RECORD EXTRACTS:

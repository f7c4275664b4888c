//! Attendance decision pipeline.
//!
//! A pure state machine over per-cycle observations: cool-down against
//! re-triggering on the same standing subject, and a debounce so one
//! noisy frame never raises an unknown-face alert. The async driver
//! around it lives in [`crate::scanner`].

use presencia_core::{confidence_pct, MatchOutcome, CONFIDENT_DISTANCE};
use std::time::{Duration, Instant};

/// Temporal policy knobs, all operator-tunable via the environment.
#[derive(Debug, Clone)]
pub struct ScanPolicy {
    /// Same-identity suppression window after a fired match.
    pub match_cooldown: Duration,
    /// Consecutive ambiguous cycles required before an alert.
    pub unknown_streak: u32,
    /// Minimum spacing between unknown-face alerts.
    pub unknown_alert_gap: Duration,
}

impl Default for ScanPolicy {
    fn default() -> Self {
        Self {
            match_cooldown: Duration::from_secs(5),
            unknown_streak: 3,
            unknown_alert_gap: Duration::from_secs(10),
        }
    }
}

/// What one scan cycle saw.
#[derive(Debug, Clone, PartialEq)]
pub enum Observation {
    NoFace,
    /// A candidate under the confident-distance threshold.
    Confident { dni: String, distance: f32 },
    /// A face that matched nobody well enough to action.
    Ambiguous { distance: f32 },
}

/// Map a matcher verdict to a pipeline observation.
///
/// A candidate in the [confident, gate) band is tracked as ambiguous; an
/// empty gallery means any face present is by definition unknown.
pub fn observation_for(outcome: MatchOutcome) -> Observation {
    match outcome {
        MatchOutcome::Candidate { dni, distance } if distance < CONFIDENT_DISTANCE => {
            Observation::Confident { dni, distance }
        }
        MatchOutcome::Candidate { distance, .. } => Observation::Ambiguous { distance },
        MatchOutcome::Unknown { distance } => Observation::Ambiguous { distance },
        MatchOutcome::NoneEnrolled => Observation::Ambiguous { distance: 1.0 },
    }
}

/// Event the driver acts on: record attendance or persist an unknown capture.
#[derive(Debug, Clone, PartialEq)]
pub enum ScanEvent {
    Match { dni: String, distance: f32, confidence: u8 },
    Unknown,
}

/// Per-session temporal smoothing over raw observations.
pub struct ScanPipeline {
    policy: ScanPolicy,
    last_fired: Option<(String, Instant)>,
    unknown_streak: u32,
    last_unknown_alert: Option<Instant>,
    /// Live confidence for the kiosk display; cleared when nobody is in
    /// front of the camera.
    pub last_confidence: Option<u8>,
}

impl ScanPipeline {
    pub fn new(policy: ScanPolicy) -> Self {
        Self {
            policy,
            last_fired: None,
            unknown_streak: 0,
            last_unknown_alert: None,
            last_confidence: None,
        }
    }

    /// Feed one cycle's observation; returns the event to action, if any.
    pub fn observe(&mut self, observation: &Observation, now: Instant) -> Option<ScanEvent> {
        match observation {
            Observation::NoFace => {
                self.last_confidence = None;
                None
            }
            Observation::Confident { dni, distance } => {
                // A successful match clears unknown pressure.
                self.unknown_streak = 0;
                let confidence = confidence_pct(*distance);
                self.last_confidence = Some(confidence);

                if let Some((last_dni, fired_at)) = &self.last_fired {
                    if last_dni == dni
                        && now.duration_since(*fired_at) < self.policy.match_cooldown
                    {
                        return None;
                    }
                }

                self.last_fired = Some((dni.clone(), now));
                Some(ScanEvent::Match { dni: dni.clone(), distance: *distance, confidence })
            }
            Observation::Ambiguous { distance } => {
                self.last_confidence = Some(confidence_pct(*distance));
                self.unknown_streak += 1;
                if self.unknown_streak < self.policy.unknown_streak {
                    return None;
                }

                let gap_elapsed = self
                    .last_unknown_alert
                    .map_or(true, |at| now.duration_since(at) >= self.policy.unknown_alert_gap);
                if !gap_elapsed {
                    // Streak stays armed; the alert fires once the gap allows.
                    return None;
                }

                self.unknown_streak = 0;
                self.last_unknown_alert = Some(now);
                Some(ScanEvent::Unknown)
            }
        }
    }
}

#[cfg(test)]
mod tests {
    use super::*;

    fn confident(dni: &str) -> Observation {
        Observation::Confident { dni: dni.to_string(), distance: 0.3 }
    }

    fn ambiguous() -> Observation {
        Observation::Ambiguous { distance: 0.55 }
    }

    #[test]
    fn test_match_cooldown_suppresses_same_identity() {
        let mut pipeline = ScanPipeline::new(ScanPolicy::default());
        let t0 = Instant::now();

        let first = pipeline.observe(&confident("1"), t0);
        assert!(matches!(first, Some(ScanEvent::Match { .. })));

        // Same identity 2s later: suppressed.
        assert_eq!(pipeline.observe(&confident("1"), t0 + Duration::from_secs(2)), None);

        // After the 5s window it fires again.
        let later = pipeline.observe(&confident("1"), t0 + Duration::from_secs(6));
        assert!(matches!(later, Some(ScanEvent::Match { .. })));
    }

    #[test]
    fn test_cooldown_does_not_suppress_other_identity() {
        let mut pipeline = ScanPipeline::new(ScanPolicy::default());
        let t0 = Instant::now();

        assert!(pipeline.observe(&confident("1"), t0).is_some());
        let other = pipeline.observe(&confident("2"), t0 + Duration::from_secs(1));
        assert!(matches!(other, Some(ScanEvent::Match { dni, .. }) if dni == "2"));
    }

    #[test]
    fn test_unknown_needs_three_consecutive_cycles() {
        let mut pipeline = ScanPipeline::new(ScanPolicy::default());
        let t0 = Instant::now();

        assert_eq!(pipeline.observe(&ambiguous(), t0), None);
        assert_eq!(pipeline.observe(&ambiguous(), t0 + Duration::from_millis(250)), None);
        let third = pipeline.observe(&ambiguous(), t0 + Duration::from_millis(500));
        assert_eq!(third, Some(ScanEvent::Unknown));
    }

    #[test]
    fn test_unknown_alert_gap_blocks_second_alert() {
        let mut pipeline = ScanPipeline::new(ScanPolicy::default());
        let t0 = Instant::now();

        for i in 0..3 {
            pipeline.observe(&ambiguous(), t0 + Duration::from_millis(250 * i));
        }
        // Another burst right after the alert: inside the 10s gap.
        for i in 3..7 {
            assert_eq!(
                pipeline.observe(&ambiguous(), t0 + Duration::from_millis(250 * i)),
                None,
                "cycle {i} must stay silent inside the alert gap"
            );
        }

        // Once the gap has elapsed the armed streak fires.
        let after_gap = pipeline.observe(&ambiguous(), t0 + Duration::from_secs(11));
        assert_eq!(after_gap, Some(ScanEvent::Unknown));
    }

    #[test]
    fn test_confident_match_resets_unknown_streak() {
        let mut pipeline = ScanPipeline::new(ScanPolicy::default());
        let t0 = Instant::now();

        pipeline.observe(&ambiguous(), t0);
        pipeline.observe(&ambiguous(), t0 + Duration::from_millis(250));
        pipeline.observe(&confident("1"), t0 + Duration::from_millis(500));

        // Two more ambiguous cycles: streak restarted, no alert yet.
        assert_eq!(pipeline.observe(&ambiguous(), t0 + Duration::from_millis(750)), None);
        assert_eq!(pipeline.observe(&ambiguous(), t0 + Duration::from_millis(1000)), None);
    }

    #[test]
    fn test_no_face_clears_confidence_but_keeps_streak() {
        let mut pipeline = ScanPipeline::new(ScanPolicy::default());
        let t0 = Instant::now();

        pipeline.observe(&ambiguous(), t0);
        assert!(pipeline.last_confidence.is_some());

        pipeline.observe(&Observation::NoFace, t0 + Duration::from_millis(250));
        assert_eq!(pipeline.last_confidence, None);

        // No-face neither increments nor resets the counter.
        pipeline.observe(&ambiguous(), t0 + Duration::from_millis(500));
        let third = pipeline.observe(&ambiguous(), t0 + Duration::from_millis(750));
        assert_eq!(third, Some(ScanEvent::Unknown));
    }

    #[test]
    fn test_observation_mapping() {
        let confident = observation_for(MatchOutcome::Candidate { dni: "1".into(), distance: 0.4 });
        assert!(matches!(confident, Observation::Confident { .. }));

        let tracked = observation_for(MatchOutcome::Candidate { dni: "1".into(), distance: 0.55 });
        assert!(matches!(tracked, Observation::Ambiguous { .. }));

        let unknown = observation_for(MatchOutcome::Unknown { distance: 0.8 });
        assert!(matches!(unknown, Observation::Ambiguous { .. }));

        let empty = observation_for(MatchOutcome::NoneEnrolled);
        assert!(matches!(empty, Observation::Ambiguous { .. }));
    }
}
--
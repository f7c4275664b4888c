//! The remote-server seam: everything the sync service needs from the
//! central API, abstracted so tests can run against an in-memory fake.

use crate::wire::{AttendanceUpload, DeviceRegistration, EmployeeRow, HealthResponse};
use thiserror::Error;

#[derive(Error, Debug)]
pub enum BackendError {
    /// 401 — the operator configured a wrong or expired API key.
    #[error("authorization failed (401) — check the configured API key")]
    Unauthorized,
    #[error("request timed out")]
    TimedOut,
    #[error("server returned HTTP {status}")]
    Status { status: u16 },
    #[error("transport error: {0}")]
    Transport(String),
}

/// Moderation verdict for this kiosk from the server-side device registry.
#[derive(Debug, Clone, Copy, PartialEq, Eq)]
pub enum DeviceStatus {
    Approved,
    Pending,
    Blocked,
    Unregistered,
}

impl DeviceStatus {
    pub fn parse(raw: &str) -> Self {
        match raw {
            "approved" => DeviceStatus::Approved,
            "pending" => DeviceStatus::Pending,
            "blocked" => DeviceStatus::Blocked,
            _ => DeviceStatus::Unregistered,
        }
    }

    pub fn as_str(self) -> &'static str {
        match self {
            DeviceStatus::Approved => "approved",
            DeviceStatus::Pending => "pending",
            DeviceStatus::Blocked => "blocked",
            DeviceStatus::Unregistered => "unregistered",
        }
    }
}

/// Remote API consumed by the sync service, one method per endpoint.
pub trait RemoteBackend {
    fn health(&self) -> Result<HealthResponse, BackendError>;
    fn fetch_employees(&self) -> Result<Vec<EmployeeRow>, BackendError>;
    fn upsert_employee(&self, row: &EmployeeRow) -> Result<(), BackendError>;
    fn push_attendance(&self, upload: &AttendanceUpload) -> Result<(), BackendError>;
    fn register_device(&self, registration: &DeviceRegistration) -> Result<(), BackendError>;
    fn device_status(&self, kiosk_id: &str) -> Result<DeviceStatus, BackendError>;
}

WORK TO BE COMPLETED:
Taking the material above, report how many of its lines contain the word "AttendanceUpload". Add nothing else.

RESPONSE AREA:
2